A total of 455 systems (91 percent) are now using Intel processors, slightly up from 89 percent six months ago.
The share of IBM Power processors is now at 23 systems, down from 26 systems six months ago.
The AMD Opteron family is used in 13 systems (2.6 percent), down from 4.2 percent on the previous list.
InfiniBand technology is now found on 205 systems, down from 235 systems, and is now the second most-used internal system interconnect technology. Gigabit Ethernet has risen to 218 systems up from 182 systems, in large part thanks to 176 systems now using 10G interfaces.

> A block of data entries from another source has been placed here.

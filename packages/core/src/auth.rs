//! Authentication Collaborator Seam
//!
//! Notex does not manage sessions itself; it consumes an authentication
//! collaborator through the narrow [`SessionProvider`] trait. A `None` user
//! id on any mutating store call is reported as `Unauthenticated`, never
//! silently ignored.

use std::sync::RwLock;

/// Read-only view of the active session.
///
/// Implementations must be cheap to call; the store consults the session on
/// every operation so that mid-flight sign-out is observed immediately.
pub trait SessionProvider: Send + Sync {
    /// The authenticated user's id, or `None` when signed out.
    fn current_user_id(&self) -> Option<String>;
}

/// In-process session holder for embedding and tests.
///
/// Supports sign-in/sign-out transitions so session-expiry paths can be
/// exercised without a real auth stack.
///
/// # Examples
///
/// ```rust
/// use notex_core::auth::{SessionProvider, StaticSession};
///
/// let session = StaticSession::new("user-1");
/// assert_eq!(session.current_user_id().as_deref(), Some("user-1"));
///
/// session.sign_out();
/// assert!(session.current_user_id().is_none());
/// ```
#[derive(Debug, Default)]
pub struct StaticSession {
    user_id: RwLock<Option<String>>,
}

impl StaticSession {
    /// Session already signed in as `user_id`.
    pub fn new(user_id: impl Into<String>) -> Self {
        Self {
            user_id: RwLock::new(Some(user_id.into())),
        }
    }

    /// Session with nobody signed in.
    pub fn signed_out() -> Self {
        Self::default()
    }

    /// Replace the active user.
    pub fn sign_in(&self, user_id: impl Into<String>) {
        if let Ok(mut guard) = self.user_id.write() {
            *guard = Some(user_id.into());
        }
    }

    /// Clear the active user (session expiry).
    pub fn sign_out(&self) {
        if let Ok(mut guard) = self.user_id.write() {
            *guard = None;
        }
    }
}

impl SessionProvider for StaticSession {
    fn current_user_id(&self) -> Option<String> {
        self.user_id.read().ok().and_then(|guard| guard.clone())
    }
}
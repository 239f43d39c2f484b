//! EditingSession - Selection and Debounced Content Saves
//!
//! Tracks which note is open in the editor and write-behinds its content.
//! Keystroke-granularity edits land here as whole-document snapshots; the
//! session keeps only the newest one and persists it after a quiet period,
//! so a burst of edits costs one store write.
//!
//! # Flush points
//!
//! A pending edit is forced out, timer or not, whenever losing it becomes
//! possible: switching selection, clearing selection, and closing the
//! session. A failed background flush restores the edit as pending so a
//! later flush retries it; edits are only dropped when a newer snapshot of
//! the same note supersedes them.

use crate::models::{NodeUpdate, ValidationError};
use crate::services::{NodeService, WorkspaceError};
use serde_json::{json, Value};
use std::sync::Arc;
use std::time::Duration;
use tokio::sync::Mutex;
use tracing::{debug, warn};

/// Quiet period before a pending edit is written out.
pub const DEFAULT_DEBOUNCE: Duration = Duration::from_millis(750);

/// A content snapshot awaiting persistence.
#[derive(Debug, Clone)]
struct PendingEdit {
    node_id: String,
    content: Value,
}

#[derive(Debug, Default)]
struct SessionInner {
    /// Currently selected note id, if any
    selected: Option<String>,
    /// Newest unsaved content snapshot
    pending: Option<PendingEdit>,
    /// True while a store write is in flight
    writing: bool,
    /// Bumped per edit; stale debounce timers recognize themselves by it
    generation: u64,
}

/// Selection plus write-behind persistence for note content.
#[derive(Clone)]
pub struct EditingSession {
    service: Arc<NodeService>,
    debounce: Duration,
    inner: Arc<Mutex<SessionInner>>,
}

impl EditingSession {
    pub fn new(service: Arc<NodeService>) -> Self {
        Self::with_debounce(service, DEFAULT_DEBOUNCE)
    }

    pub fn with_debounce(service: Arc<NodeService>, debounce: Duration) -> Self {
        Self {
            service,
            debounce,
            inner: Arc::new(Mutex::new(SessionInner::default())),
        }
    }

    /// Currently selected note id.
    pub async fn selected_note(&self) -> Option<String> {
        self.inner.lock().await.selected.clone()
    }

    /// True while an edit awaits persistence or is being written.
    pub async fn has_unsaved_edit(&self) -> bool {
        let inner = self.inner.lock().await;
        inner.pending.is_some() || inner.writing
    }

    /// Select a note for editing, returning its content for the editor.
    ///
    /// Any unsaved edit of the previous selection is flushed first, so
    /// switching can surface that flush's error.
    ///
    /// # Errors
    ///
    /// - `NotFound` when the id is absent from the workspace snapshot
    /// - `Validation` when the id names a folder
    pub async fn select_note(&self, id: &str) -> Result<Value, WorkspaceError> {
        let node = self
            .service
            .get_node(id)
            .await
            .ok_or_else(|| WorkspaceError::NotFound { id: id.to_string() })?;

        if node.is_folder() {
            return Err(ValidationError::ContentOnFolder(id.to_string()).into());
        }

        self.flush().await?;

        let mut inner = self.inner.lock().await;
        inner.selected = Some(id.to_string());
        debug!(id = %id, "note selected");
        Ok(node.content.unwrap_or_else(|| json!({})))
    }

    /// Drop the selection, flushing any unsaved edit first.
    pub async fn clear_selection(&self) -> Result<(), WorkspaceError> {
        self.flush().await?;
        self.inner.lock().await.selected = None;
        Ok(())
    }

    /// Record a new content snapshot for the selected note.
    ///
    /// Supersedes any previous unsaved snapshot and restarts the quiet
    /// period. With no selection the snapshot is dropped; editor events can
    /// trail a deselection and must not resurrect state.
    pub async fn content_changed(&self, content: Value) {
        let generation = {
            let mut inner = self.inner.lock().await;
            let Some(node_id) = inner.selected.clone() else {
                debug!("content event with no selection dropped");
                return;
            };

            inner.generation += 1;
            inner.pending = Some(PendingEdit { node_id, content });
            inner.generation
        };

        let session = self.clone();
        tokio::spawn(async move {
            tokio::time::sleep(session.debounce).await;
            session.debounce_elapsed(generation).await;
        });
    }

    /// Persist any unsaved edit now, waiting out an in-flight write.
    pub async fn flush(&self) -> Result<(), WorkspaceError> {
        self.drain_pending().await
    }

    /// End the session, persisting whatever is unsaved.
    pub async fn close(self) -> Result<(), WorkspaceError> {
        self.flush().await?;
        let mut inner = self.inner.lock().await;
        inner.selected = None;
        Ok(())
    }

    /// Timer callback for the edit tagged `generation`.
    async fn debounce_elapsed(&self, generation: u64) {
        {
            let inner = self.inner.lock().await;
            // A newer edit restarted the quiet period, or a write is in
            // flight and will drain this edit itself.
            if inner.generation != generation || inner.writing || inner.pending.is_none() {
                return;
            }
        }

        if let Err(e) = self.drain_pending().await {
            warn!(error = %e, "background content save failed");
        }
    }

    /// Write out pending edits until none remain and no write is in flight.
    ///
    /// Edits that land while a write is in flight are written on the next
    /// loop turn rather than waiting out a fresh quiet period; a closing
    /// flush must never leave a tail behind. A write owned by another task
    /// is waited out, not skipped.
    async fn drain_pending(&self) -> Result<(), WorkspaceError> {
        enum Step {
            Busy,
            Done,
            Write(PendingEdit),
        }

        loop {
            let step = {
                let mut inner = self.inner.lock().await;
                if inner.writing {
                    Step::Busy
                } else {
                    match inner.pending.take() {
                        Some(edit) => {
                            inner.writing = true;
                            Step::Write(edit)
                        }
                        None => Step::Done,
                    }
                }
            };

            let edit = match step {
                Step::Busy => {
                    tokio::task::yield_now().await;
                    continue;
                }
                Step::Done => return Ok(()),
                Step::Write(edit) => edit,
            };

            let result = self
                .service
                .update_node(&edit.node_id, NodeUpdate::content(edit.content.clone()))
                .await;

            let mut inner = self.inner.lock().await;
            inner.writing = false;
            if let Err(e) = result {
                // Keep the edit retryable unless something newer arrived.
                if inner.pending.is_none() {
                    inner.pending = Some(edit);
                }
                return Err(e);
            }
            debug!(id = %edit.node_id, "content saved");
        }
    }
}
//! NOTEX Core - Hierarchical Note Workspace
//!
//! Core engine for a folder/note workspace: a flat, owner-scoped node table
//! as the source of truth, a client-side snapshot with optimistic updates,
//! and on-demand derivation of the display tree.
//!
//! # Architecture
//!
//! ```text
//! EditingSession ── debounced content saves ──┐
//!                                             ▼
//! NodeService ── snapshot + optimistic state ── NodeStore (trait)
//!        ▲                                        │
//!        └── spawn_sync: reload per signal ◄── TursoStore ── DatabaseService
//! ```
//!
//! - [`models`]: node entity, sparse updates, tree derivation
//! - [`db`]: the libsql-backed store, its trait seam, change signals
//! - [`services`]: client state controller and editing session
//! - [`auth`]: session provider seam
//!
//! Reconciliation is refetch-and-replace throughout: change signals carry
//! no payload and every one means "re-fetch everything".

pub mod auth;
pub mod db;
pub mod models;
pub mod services;

pub use auth::{SessionProvider, StaticSession};
pub use db::{
    ChangeNotifier, ChangeSignal, ChangeSubscription, DatabaseService, NodeStore, StoreError,
    TursoStore,
};
pub use models::{
    build_tree, can_parent, normalized_title, DeleteResult, Node, NodeKind, NodeUpdate,
    TreeError, TreeNode, ValidationError,
};
pub use services::{spawn_sync, EditingSession, NodeService, SyncHandle, WorkspaceError};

Following its acquisition of IBM’s x86 business 2 years ago, Lenovo now has 84 systems in list, up from 25 system six months ago.. Some systems that were previously listed as IBM are now labeled as both IBM/Lenovo (4 systems) and Lenovo/IBM (4 systems).
HPE has the lead in systems and now has 127 systems (25.4 percent) followed by Lenovo with 84 systems. Cray now has 60 systems, down from 69 systems six month ago . HPE had 155 systems six months ago. IBM is now 5th in the systems category with 38 systems.
Cray continues to be the clear leader in the TOP500 list in performance and has a considerable lead with a 19.9 percent share of installed total performance (down from 25 percent).
Thanks to the Sunway TaihuLight system, NRCPC takes the second spot with 16.4 percent of the total performance.
IBM takes the third spot with 10.7 percent share, down from 14.9 percent six months ago.
Thanks to Tianhe-2 and Tianhe-1A, NUDT contributes 9.2 percent of the total performance of the list, down from 10.9 percent.
HPE is third with 12.9 percent, down from 14.2 percent six months ago.
The U.S., the leading consumer of HPC systems since the inception of the TOP500 lists is now second for the first time after China with 165 of the 500 systems. China leads the systems and performance categories now thanks to the No.1 and No. 2 system and a surge in industrial and research installations registered over the last few years. The European share (105 systems compared to 107 last time) has fallen and is now lower than the dominant Asian share of 218 systems, up from 173 in November 2015.
Dominant countries in Asia are China with 167 systems (up from 109) and Japan with 29 systems (down from 37).
In Europe, Germany is the clear leader with 26 systems followed by France with 18 and the UK with 12 systems.
The data collection and curation of the Green500 project has been integrated with the TOP500 project. This allows submissions of all data through a single webpage at http://top500.org/submit
The most energy-efficient system and #1 on the Green500 is Shoubu, a PEZY Computing / Exascaler ZettaScaler-1.6 System at the Advanced Center for Computing and Communication, RIKEN, Japan at 6.67 GFlops/Watt.
#2 is the Satsuki system at the Computational Astrophysics Laboratory, RIKEN with the same architecture as the #1, but smaller in size with 6.196 GFlops/Watt.
#3 on the Green500 is Sunway TaihuLight, the new #1 of the TOP500 at 6.05 GFlops/Watt.